Massive-data connectivity has driven the need for efficient, directed communications through beamforming arrays1-10. Delay elements are critical in any beamforming signal chain. However, these elements impose fundamental limits on size, channel capacity, power efficiency and effective isotropic radiated power11. Although passive phase shifters do not consume DC power, they suffer from narrow bandwidth, poor phase resolution and low power-handling capacity. They introduce a beam squint, in which different frequency components experience different time delays, blurring signals so that they cannot be resolved. This severely limits the data rate of the wireless link, that is, its channel capacity. Although true time delay (TTD) elements12 solve this problem and service a broad bandwidth, they comprise wavelength-scale transmission lines, making them prohibitively area-inefficient for modern semiconductor processes. Here we address this long-standing problem by introducing a quasi-true time delay (Q-TTD) that miniaturizes TTD elements and breaks fundamental channel-capacity limits of these wireless links.
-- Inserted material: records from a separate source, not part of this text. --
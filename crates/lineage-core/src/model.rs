//! Core data structures for the node tree and its closure index

use serde::{Deserialize, Serialize};

/// Unique, stable identifier for a node. Never changes once assigned.
#[derive(Debug, Clone, Copy, PartialEq, Eq, PartialOrd, Ord, Hash, Serialize, Deserialize)]
pub struct NodeId(pub i64);

impl std::fmt::Display for NodeId {
    fn fmt(&self, f: &mut std::fmt::Formatter<'_>) -> std::fmt::Result {
        write!(f, "{}", self.0)
    }
}

/// A single row of the adjacency-list table: the node the store owns and
/// the closure maintenance reacts to.
#[derive(Debug, Clone, Serialize, Deserialize, PartialEq, Eq)]
pub struct Node {
    pub id: NodeId,
    /// `None` means the node is a root.
    pub parent_id: Option<NodeId>,
    /// Source value for the materialized path. Must not contain the
    /// configured separator. Ignored when paths are disabled.
    pub segment: Option<String>,
}

impl Node {
    pub fn new(id: NodeId, parent_id: Option<NodeId>) -> Self {
        Node {
            id,
            parent_id,
            segment: None,
        }
    }

    pub fn with_segment(id: NodeId, parent_id: Option<NodeId>, segment: impl Into<String>) -> Self {
        Node {
            id,
            parent_id,
            segment: Some(segment.into()),
        }
    }

    /// Whether `other` describes the same row with a different parent.
    pub fn reparented_from(&self, other: &Node) -> bool {
        self.id == other.id && self.parent_id != other.parent_id
    }
}

/// One ancestor/descendant pair in the closure index.
///
/// `depth` is the number of parent hops from descendant to ancestor;
/// every node carries a `depth == 0` edge to itself.
#[derive(Debug, Clone, Copy, PartialEq, Eq, Serialize, Deserialize)]
pub struct ClosureEdge {
    pub ancestor: NodeId,
    pub descendant: NodeId,
    pub depth: u32,
}

impl ClosureEdge {
    pub fn new(ancestor: NodeId, descendant: NodeId, depth: u32) -> Self {
        ClosureEdge {
            ancestor,
            descendant,
            depth,
        }
    }

    /// The self-edge every node gets on insertion.
    pub fn self_edge(id: NodeId) -> Self {
        ClosureEdge::new(id, id, 0)
    }
}

/// Configuration for materialized paths.
#[derive(Debug, Clone, Serialize, Deserialize, PartialEq, Eq)]
pub struct PathConfig {
    /// Separator between path segments.
    pub separator: String,
}

impl Default for PathConfig {
    fn default() -> Self {
        PathConfig {
            separator: "/".to_string(),
        }
    }
}

impl PathConfig {
    pub fn with_separator(separator: impl Into<String>) -> Self {
        PathConfig {
            separator: separator.into(),
        }
    }
}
We demonstrate this mechanism for a microwave device implemented in a complementary metal-oxide-semiconductor (CMOS) technology. Key to shrinking the footprint is a reflective-type phase-shifting structure with 3D variable TTD reflectors within a sub-wavelength footprint. This achieves ultra-broadband phase tuning by using them to vary the length of the waveguide's path to ground. They produce a delay-to-area ratio that yields a substantially higher on-chip channel capacity compared with existing state-of-the-art methods. This component, when integrated in arrays, enables high-resolution imaging and low-squint beamforming for wideband communication, on-chip radar and other applications.